写这个python脚本只是为了帮助人,而不是完全做了我们人该做的,本地也没有文章机器学习的能力,有机会考虑使用机器学习实现文章分类、标签、关键字、标题的自动生成,当然最后还是需要人为的完善这些自动生成的信息。

目录

脚本介绍

python中实现一个类,用于处理:

1、scanFiles方法支持:扫描源目录所有md文件,提取文件支持hugo相关的FrontMatter等信息,并在hugo项目的content/post/目录下,按照目录层级创建目录及写入文件文件

2、scanFile方法支持:输入单个md文件路径,提取文件支持hugo相关的FrontMatter等信息,并在hugo项目的content/post/目录下,按照目录层级创建目录及写入文件文件

usage:

& python hugo-md-format.py > mdlog

代码实现

准备:安装jieba、enchant模块(enchant暂时可以不用,用于英文单词判断)

import os
import time
import datetime
# import enchant
import jieba


class HugoMarkdown:

    # __srcDir = 'I:\src\hugo\docs' #源文章目录
    # __desDir = 'I:\src\hugo\9ong\content\post' #目的文件目录

    __srcDir = 'I:\src\github-page\docs' #源文章目录
    __desDir = 'I:\src\hugo\9ong\content\post' #目的文件目录
    __ignoreFile = ["index.md","README.md",'more.md']#文件忽略
    __ignoreParentDir = ["docs","post","content","互联网"]#分类忽略(父级目录)


    def __init__(self):
        print("···HugoMarkdown···\n")
        

    #遍历源日志目录所有文件,批量处理
    def scanFiles(self):
        print("不再使用,除非有新的md文件目录需要批量转换")
        return False

        print("开始遍历源文章目录:",self.__srcDir,"\n")
        for root,dirs,files in os.walk(self.__srcDir):
            for file in files:   
                
                print("\n-----开始处理文章:",os.path.join(root,file),"-----\n")

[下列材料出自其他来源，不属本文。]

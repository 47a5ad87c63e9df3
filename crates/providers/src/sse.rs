//! Incremental Server-Sent Events decoder.
//!
//! Bytes go in as they arrive from the network; complete events come out.
//! Comment lines (`:`) and fields other than `event`, `data`, and `id` are
//! ignored. Multi-line `data` fields are joined with `\n`.

use tracing::trace;

/// One dispatched SSE event.
#[derive(Debug, Clone, Default, PartialEq, Eq)]
pub struct SseEvent {
    pub event: Option<String>,
    pub data: String,
    pub id: Option<String>,
}

impl SseEvent {
    /// The OpenAI-style end-of-stream sentinel.
    pub fn is_done(&self) -> bool {
        self.data.trim() == "[DONE]"
    }
}

#[derive(Debug, Default)]
pub struct SseDecoder {
    buffer: Vec<u8>,
    event: Option<String>,
    data: Vec<String>,
    id: Option<String>,
}

impl SseDecoder {
    pub fn new() -> Self {
        Self::default()
    }

    /// Feed raw bytes, returning every event completed by them.
    pub fn push(&mut self, bytes: &[u8]) -> Vec<SseEvent> {
        self.buffer.extend_from_slice(bytes);
        let mut events = Vec::new();
        while let Some(pos) = self.buffer.iter().position(|b| *b == b'\n') {
            let raw: Vec<u8> = self.buffer.drain(..=pos).collect();
            let line = String::from_utf8_lossy(&raw);
            if let Some(event) = self.process_line(line.trim_end_matches(['\n', '\r'])) {
                events.push(event);
            }
        }
        events
    }

    /// Flush a trailing event at end of stream.
    pub fn finish(&mut self) -> Option<SseEvent> {
        if !self.buffer.is_empty() {
            let raw = std::mem::take(&mut self.buffer);
            let line = String::from_utf8_lossy(&raw).trim_end_matches('\r').to_string();
            if let Some(event) = self.process_line(&line) {
                return Some(event);
            }
        }
        self.dispatch()
    }

    fn process_line(&mut self, line: &str) -> Option<SseEvent> {
        if line.is_empty() {
            return self.dispatch();
        }
        if line.starts_with(':') {
            return None;
        }

        let (field, value) = match line.split_once(':') {
            Some((field, value)) => (field, value.strip_prefix(' ').unwrap_or(value)),
            None => (line, ""),
        };
        match field {
            "data" => self.data.push(value.to_string()),
            "event" => self.event = Some(value.to_string()),
            "id" => self.id = Some(value.to_string()),
            other => trace!(field = %other, "Ignoring SSE field"),
        }
        None
    }

    fn dispatch(&mut self) -> Option<SseEvent> {
        if self.data.is_empty() {
            self.event = None;
            return None;
        }
        let event = SseEvent {
            event: self.event.take(),
            data: self.data.join("\n"),
            id: self.id.clone(),
        };
        self.data.clear();
        Some(event)
    }
}
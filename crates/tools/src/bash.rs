//! `bash`: run a shell command in the working directory.
//!
//! Commands run through `sh -c` (`cmd /C` on Windows) with a per-call
//! timeout; the child is killed when the timeout fires or the call is
//! dropped. A small set of inspection commands counts as read-only so
//! planning mode can still use them.

use std::path::PathBuf;
use std::process::Stdio;
use std::time::Duration;

use async_trait::async_trait;
use tiller_core::error::ToolError;
use tiller_core::tool::{Tool, ToolKind, ToolResult};
use tokio::process::Command;
use tracing::{debug, warn};

const DEFAULT_TIMEOUT_SECS: u64 = 30;
const MAX_TIMEOUT_SECS: u64 = 300;
const MAX_OUTPUT_CHARS: usize = 30_000;

const READ_ONLY_COMMANDS: &[&str] = &[
    "cat", "head", "tail", "ls", "pwd", "wc", "grep", "rg", "find", "which", "echo", "stat",
    "file", "tree", "du", "df", "whoami", "date",
];

const READ_ONLY_GIT: &[&str] = &["status", "diff", "log", "show", "branch", "blame"];

/// Shell metacharacters that redirect, chain or substitute.
const CHAINING: &[&str] = &[">", "<", "|", ";", "&", "`", "$(", "\n"];

/// `find` actions that delete, run commands or write files.
const FIND_ACTIONS: &[&str] = &["-delete", "-exec", "-execdir", "-ok", "-okdir", "-fprint", "-fls"];

/// `git branch` flags that only list.
const GIT_BRANCH_LIST_FLAGS: &[&str] = &[
    "-a", "--all", "-r", "--remotes", "-l", "--list", "-v", "-vv", "--verbose", "--show-current",
    "--merged", "--no-merged", "--contains", "--no-contains", "--sort", "--color", "--no-color",
];

pub struct BashTool {
    workdir: PathBuf,
    default_timeout: Duration,
}

impl BashTool {
    pub fn new(workdir: impl Into<PathBuf>) -> Self {
        Self {
            workdir: workdir.into(),
            default_timeout: Duration::from_secs(DEFAULT_TIMEOUT_SECS),
        }
    }

    pub fn with_default_timeout(mut self, timeout: Duration) -> Self {
        self.default_timeout = timeout;
        self
    }
}

/// Whether `command` only inspects state.
pub fn is_read_only_command(command: &str) -> bool {
    if CHAINING.iter().any(|c| command.contains(c)) {
        return false;
    }
    let mut words = command.split_whitespace();
    match words.next() {
        Some("git") => match words.next() {
            Some("branch") => words.all(is_branch_list_arg),
            Some(sub) => READ_ONLY_GIT.contains(&sub) && !words.any(|w| w.starts_with("--output")),
            None => false,
        },
        Some("find") => !words.any(|w| FIND_ACTIONS.iter().any(|a| w.starts_with(a))),
        Some(base) => READ_ONLY_COMMANDS.contains(&base),
        None => false,
    }
}

/// Without a flag, `git branch <name>` creates a branch; only list flags and
/// their patterns are allowed.
fn is_branch_list_arg(word: &str) -> bool {
    word.starts_with('-')
        && GIT_BRANCH_LIST_FLAGS
            .iter()
            .any(|flag| word == *flag || word.strip_prefix(flag).is_some_and(|rest| rest.starts_with('=')))
}

fn truncate(mut text: String) -> String {
    if text.chars().count() > MAX_OUTPUT_CHARS {
        text = text.chars().take(MAX_OUTPUT_CHARS).collect();
        text.push_str("\n... [output truncated]");
    }
    text
}

#[async_trait]
impl Tool for BashTool {
    fn name(&self) -> &str {
        "bash"
    }

    fn description(&self) -> &str {
        "Execute a shell command in the working directory and return stdout/stderr. \
         Use this for running programs, builds, tests and git operations."
    }

    fn parameters_schema(&self) -> serde_json::Value {
        serde_json::json!({
            "type": "object",
            "properties": {
                "command": {
                    "type": "string",
                    "description": "The shell command to execute"
                },
                "timeout": {
                    "type": "integer",
                    "description": "Timeout in seconds (default 30, max 300)"
                }
            },
            "required": ["command"]
        })
    }

    fn kind(&self) -> ToolKind {
        ToolKind::Execute
    }

    fn is_read_only(&self, arguments: &serde_json::Value) -> bool {
        arguments["command"].as_str().is_some_and(is_read_only_command)
    }

    async fn execute(&self, arguments: serde_json::Value) -> Result<ToolResult, ToolError> {
        let command = arguments["command"]
            .as_str()
            .ok_or_else(|| ToolError::InvalidArguments("Missing 'command' argument".into()))?;
        let timeout = arguments["timeout"]
            .as_u64()
            .map(|s| Duration::from_secs(s.clamp(1, MAX_TIMEOUT_SECS)))
            .unwrap_or(self.default_timeout);

        debug!(command = %command, workdir = %self.workdir.display(), "Executing shell command");

        let mut cmd = if cfg!(target_os = "windows") {
            let mut c = Command::new("cmd");
            c.args(["/C", command]);
            c
        } else {
            let mut c = Command::new("sh");
            c.args(["-c", command]);
            c
        };
        cmd.current_dir(&self.workdir)
            .stdin(Stdio::null())
            .stdout(Stdio::piped())
            .stderr(Stdio::piped())
            .kill_on_drop(true);

        let child = cmd.spawn().map_err(|e| ToolError::ExecutionFailed {
            tool_name: "bash".into(),
            reason: e.to_string(),
        })?;

        let output = match tokio::time::timeout(timeout, child.wait_with_output()).await {
            Ok(Ok(output)) => output,
            Ok(Err(e)) => {
                return Err(ToolError::ExecutionFailed {
                    tool_name: "bash".into(),
                    reason: e.to_string(),
                });
            }
            Err(_) => {
                warn!(command = %command, timeout_secs = timeout.as_secs(), "Command timed out");
                return Err(ToolError::Timeout {
                    tool_name: "bash".into(),
                    timeout_secs: timeout.as_secs(),
                });
            }
        };

        let stdout = String::from_utf8_lossy(&output.stdout).to_string();
        let stderr = String::from_utf8_lossy(&output.stderr).to_string();
        let code = output.status.code().unwrap_or(-1);
        let success = output.status.success();

        let text = if success {
            if stderr.is_empty() {
                stdout.clone()
            } else {
                format!("{stdout}\n[stderr]: {stderr}")
            }
        } else {
            warn!(command = %command, exit_code = code, "Command failed");
            format!("[exit code: {code}]\n{stdout}\n{stderr}")
        };

        Ok(ToolResult {
            success,
            output: truncate(text.trim().to_string()),
            data: Some(serde_json::json!({ "returncode": code })),
        })
    }
}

                if self.__isIgnoreFile(file):            
                    print("忽略",file,"\n")
                    continue


                fileInfoDict = self.__getFileInfo(root,file)

                if (fileInfoDict['fileExt'] != ".md") or (fileInfoDict['parentDir']==''):
                    print("忽略",file,"\n")
                    continue                

                #测试输出    
                print(fileInfoDict,"\n")                

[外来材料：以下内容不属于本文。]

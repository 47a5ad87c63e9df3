//! Anthropic backend over a native Messages API client.
//!
//! [`MessagesClient`] is the provider-shaped layer: it owns transport, the
//! `x-api-key`/`anthropic-version` headers, retries, and yields Anthropic's
//! own typed [`StreamEvent`]s. [`AnthropicBackend`] sits on top and
//! normalizes requests, responses, and events into the shared Chunk model:
//! - system messages become the top-level `system` field
//! - tool replies become `tool_result` blocks inside user turns
//! - `tool_use` blocks and `input_json_delta`s become index-keyed tool-call deltas
//! - `stop_reason` maps onto OpenAI-style finish reasons

use async_trait::async_trait;
use futures::StreamExt;
use serde::{Deserialize, Serialize};
use tiller_core::backend::*;
use tiller_core::error::{BackendError, BackendErrorKind};
use tiller_core::message::{FunctionCall, Message, Role, ToolCall};
use tokio::sync::mpsc;
use tracing::{debug, warn};

use crate::classify::RequestTarget;
use crate::retry::RetryPolicy;
use crate::sse::SseDecoder;

const ANTHROPIC_VERSION: &str = "2023-06-01";
const DEFAULT_MAX_TOKENS: u32 = 8192;

// --- Native client ---

/// Thin client for `POST {base}/messages`.
pub struct MessagesClient {
    base_url: String,
    api_key: Option<String>,
    http: reqwest::Client,
    retry: RetryPolicy,
}

impl MessagesClient {
    pub fn new(base_url: impl Into<String>, api_key: Option<String>, http: reqwest::Client) -> Self {
        Self {
            base_url: base_url.into().trim_end_matches('/').to_string(),
            api_key,
            http,
            retry: RetryPolicy::default(),
        }
    }

    pub fn with_retry(mut self, retry: RetryPolicy) -> Self {
        self.retry = retry;
        self
    }

    pub fn endpoint(&self) -> String {
        format!("{}/messages", self.base_url)
    }

    fn has_key(&self) -> bool {
        self.api_key.is_some()
    }

    async fn send(
        &self,
        request: &MessagesRequest,
        headers: &std::collections::BTreeMap<String, String>,
        target: &RequestTarget,
    ) -> Result<reqwest::Response, BackendError> {
        let url = self.endpoint();
        self.retry
            .send(target, || {
                let mut builder = self
                    .http
                    .post(&url)
                    .header("anthropic-version", ANTHROPIC_VERSION)
                    .header("Content-Type", "application/json")
                    .json(request);
                if let Some(key) = &self.api_key {
                    builder = builder.header("x-api-key", key);
                }
                if request.stream {
                    builder = builder.header("Accept", "text/event-stream");
                }
                for (name, value) in headers {
                    builder = builder.header(name.as_str(), value.as_str());
                }
                builder
            })
            .await
    }

    /// Create a message and wait for the whole response.
    pub async fn create(
        &self,
        request: &MessagesRequest,
        headers: &std::collections::BTreeMap<String, String>,
        target: &RequestTarget,
    ) -> Result<MessagesResponse, BackendError> {
        let response = self.send(request, headers, target).await?;
        response.json().await.map_err(|e| {
            target.error(BackendErrorKind::MalformedResponse(format!(
                "Failed to parse Anthropic response: {e}"
            )))
        })
    }

    /// Create a message as a stream of typed events.
    pub async fn create_stream(
        &self,
        request: &MessagesRequest,
        headers: &std::collections::BTreeMap<String, String>,
        target: &RequestTarget,
    ) -> Result<mpsc::Receiver<Result<StreamEvent, BackendError>>, BackendError> {
        let response = self.send(request, headers, target).await?;
        let (tx, rx) = mpsc::channel(64);
        let target = target.clone();

        tokio::spawn(async move {
            let mut byte_stream = response.bytes_stream();
            let mut decoder = SseDecoder::new();

            loop {
                let next = tokio::select! {
                    _ = tx.closed() => {
                        debug!(provider = %target.provider, "Stream receiver dropped, closing connection");
                        return;
                    }
                    next = byte_stream.next() => next,
                };
                let events = match &next {
                    Some(Ok(bytes)) => decoder.push(bytes),
                    Some(Err(e)) => {
                        let _ = tx
                            .send(Err(target.error(BackendErrorKind::StreamInterrupted(e.to_string()))))
                            .await;
                        return;
                    }
                    None => decoder.finish().into_iter().collect(),
                };

                for event in events {
                    match serde_json::from_str::<StreamEvent>(&event.data) {
                        Ok(parsed) => {
                            if tx.send(Ok(parsed)).await.is_err() {
                                return;
                            }
                        }
                        Err(e) => warn!(error = %e, "Ignoring unparseable Anthropic SSE event"),
                    }
                }

                if next.is_none() {
                    return;
                }
            }
        });

        Ok(rx)
    }
}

                self.__adjustFIleContent(fileInfoDict)

                #只循环一次,跳出所有循环
                # return 

    def scanFile(self,filePath):           

        self.__srcDir = self.__desDir

        root = os.path.dirname(filePath)
        file = os.path.basename(filePath)
        # print(os.path.join(root,file))
        # return False

        print("\n-----开始处理文章:",os.path.join(root,file),"-----\n")
        if self.__isIgnoreFile(file):
            print("忽略",file,"\n")
            return False


        fileInfoDict = self.__getFileInfo(root,file)

        if (fileInfoDict['fileExt'] != ".md") or (fileInfoDict['parentDir']==''):
            print("忽略",file,"\n")
            return False            

        #测试输出    
        print(fileInfoDict,"\n")                

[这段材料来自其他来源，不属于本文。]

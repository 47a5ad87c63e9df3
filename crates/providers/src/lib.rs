//! Backend adapters for tiller.
//!
//! All adapters implement the `tiller_core::Backend` trait:
//! - [`GenericBackend`]: OpenAI-style REST body posted to `/chat/completions`, SSE streaming
//! - [`AnthropicBackend`]: wraps the native [`anthropic::MessagesClient`] and normalizes its output
//!
//! [`create_backend`] picks the right one for the active model.

pub mod anthropic;
pub mod classify;
pub mod factory;
pub mod generic;
pub mod retry;
pub mod sse;
#[cfg(test)]
mod test_support;

pub use anthropic::AnthropicBackend;
pub use factory::create_backend;
pub use generic::GenericBackend;
pub use retry::RetryPolicy;
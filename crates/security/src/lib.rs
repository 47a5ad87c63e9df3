//! Security policies for tiller tools.
//!
//! Provides:
//! - **Path policy**: confine file tools to the working directory, block forbidden paths
//! - **Pattern policy**: glob allow/deny lists over tool arguments

pub mod path;
pub mod patterns;

pub use path::{PathPolicy, PathValidationError};
pub use patterns::{PatternPolicy, PatternVerdict};
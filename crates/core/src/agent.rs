//! Execution modes and session statistics.

use serde::{Deserialize, Serialize};

use crate::backend::Usage;
use crate::tool::{Tool, ToolKind};

/// A named execution policy.
#[derive(Debug, Clone, Copy, Default, PartialEq, Eq, Serialize, Deserialize)]
#[serde(rename_all = "snake_case")]
pub enum AgentMode {
    /// Ask according to tool permissions (default)
    #[default]
    Default,
    /// Read-only planning: every call with side effects is blocked
    Plan,
    /// File edits are approved without asking
    AcceptEdits,
    /// Every call that is not blocked executes
    AutoApprove,
}

impl AgentMode {
    pub fn auto_approves(&self) -> bool {
        matches!(self, AgentMode::AutoApprove)
    }

    pub fn auto_approves_kind(&self, kind: ToolKind) -> bool {
        matches!(self, AgentMode::AcceptEdits) && kind == ToolKind::Edit
    }

    /// Feedback for a call this mode refuses, `None` if the call may proceed.
    pub fn block_reason(&self, tool: &dyn Tool, arguments: &serde_json::Value) -> Option<String> {
        match self {
            AgentMode::Plan if !tool.is_read_only(arguments) => Some(format!(
                "Tool '{}' is blocked in plan mode. This block is unconditional and no approval \
                 can lift it. Do not retry this call or any equivalent write, edit, or command \
                 with side effects. Use read-only tools such as read_file to investigate, then \
                 present your plan to the user.",
                tool.name()
            )),
            _ => None,
        }
    }
}

impl std::fmt::Display for AgentMode {
    fn fmt(&self, f: &mut std::fmt::Formatter<'_>) -> std::fmt::Result {
        let s = match self {
            AgentMode::Default => "default",
            AgentMode::Plan => "plan",
            AgentMode::AcceptEdits => "accept_edits",
            AgentMode::AutoApprove => "auto_approve",
        };
        f.write_str(s)
    }
}

/// Counters and token accounting for one session.
#[derive(Debug, Clone, Default, PartialEq, Serialize, Deserialize)]
pub struct AgentStats {
    /// User messages sent
    pub steps: u32,
    /// Backend calls made
    pub turns: u32,

    pub session_prompt_tokens: u64,
    pub session_completion_tokens: u64,
    pub last_turn_prompt_tokens: u32,
    pub last_turn_completion_tokens: u32,
    pub last_turn_duration_secs: f64,
    pub tokens_per_second: f64,

    /// Current context size estimate
    pub context_tokens: u32,

    pub tool_calls_agreed: u32,
    pub tool_calls_rejected: u32,
    pub tool_calls_failed: u32,
    pub tool_calls_succeeded: u32,

    /// USD per million prompt tokens
    pub input_price_per_million: f64,
    /// USD per million completion tokens
    pub output_price_per_million: f64,
}

impl AgentStats {
    pub fn with_pricing(input_price_per_million: f64, output_price_per_million: f64) -> Self {
        Self {
            input_price_per_million,
            output_price_per_million,
            ..Default::default()
        }
    }

    /// Fold one backend call into the session totals.
    pub fn record_turn(&mut self, usage: Usage, duration_secs: f64) {
        self.session_prompt_tokens += u64::from(usage.prompt_tokens);
        self.session_completion_tokens += u64::from(usage.completion_tokens);
        self.last_turn_prompt_tokens = usage.prompt_tokens;
        self.last_turn_completion_tokens = usage.completion_tokens;
        self.last_turn_duration_secs = duration_secs;
        self.tokens_per_second = if duration_secs > 0.0 {
            f64::from(usage.completion_tokens) / duration_secs
        } else {
            0.0
        };
        self.context_tokens = usage.total();
    }

    pub fn session_cost(&self) -> f64 {
        (self.session_prompt_tokens as f64 * self.input_price_per_million
            + self.session_completion_tokens as f64 * self.output_price_per_million)
            / 1_000_000.0
    }

    /// Zero everything but keep the pricing.
    pub fn reset(&mut self) {
        *self = Self::with_pricing(self.input_price_per_million, self.output_price_per_million);
    }
}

        self.__adjustFIleContent(fileInfoDict)
        

    def __getFileInfo(self,root,file):
        print("获取文章信息:\n")
        #文件全路径                
        filePath = os.path.join(root,file)
        #文件名、扩展名
        filename,fileExt = os.path.splitext(file)
        #所在目录及上级目录
        parentDir = os.path.basename(root)
        grandpaDir = os.path.basename(os.path.dirname(root))
        if self.__isIgnoreParentDir(parentDir):        
            parentDir = ""

        if self.__isIgnoreParentDir(grandpaDir):        
            grandpaDir = ""

        #文件相关时间
        fileCtime = self.__timeToDate(os.path.getctime(filePath),"%Y-%m-%d")
        fileMtime = self.__timeToDate(os.path.getmtime(filePath),"%Y-%m-%d")

        return {
            "filePath":filePath,
            "fileName":filename,
            "fileExt":fileExt,
            "parentDir":parentDir,
            "grandpaDir":grandpaDir,
            "fileCtime":fileCtime,
            "fileMtime":fileMtime
        }

    def __isIgnoreParentDir(self,parentDir):
        if parentDir in self.__ignoreParentDir:
            return True

    #调整文章内容 比如meta设置、TOC、MORE设置,
    def __adjustFIleContent(self,fileInfoDict):
        #读取文章内容 及 关键词
        print("读取文章内容...\n")
        with open(fileInfoDict['filePath'],"r",encoding="utf-8") as mdFile:
            content = mdFile.read().strip()            
            
            fileInfoDict['keywords'] = self.__getKeywords(content,fileInfoDict['fileName'])
            
            content = self.__getMmeta(fileInfoDict) + self.__insertMoreToContent(content)

            #写入新文件
            self.__writeNewMarkdownFile(content,fileInfoDict)

    #获取meta
    def __getMmeta(self,fileInfoDict):
        print("准备文章meta信息:","\n")        
        meta = ""
        metaTitle = "title: \""+fileInfoDict['fileName']+"\"\n"
        metaCJK = "isCJKLanguage: true\n"
        metaDate = "date: "+fileInfoDict['fileCtime']+"\n"
        metaCategories = "categories: \n"
        metaParentCategory = ""
        metaGrandpaCategory = ""
        metaTags = "tags: \n"
        metaTagsList = ""
        metaKeywords = "keywords: \n"
        metaKeywordsList = ""


        if fileInfoDict['grandpaDir']!='':
            metaGrandpaCategory = "- "+fileInfoDict['grandpaDir']+"\n"
        
        if fileInfoDict['parentDir']!='':
            metaParentCategory = "- "+fileInfoDict['parentDir']+"\n"
        
        if fileInfoDict['keywords']:
            for word in fileInfoDict['keywords']:
                metaTagsList += "- "+word+"\n"
                metaKeywordsList += "- "+word+"\n"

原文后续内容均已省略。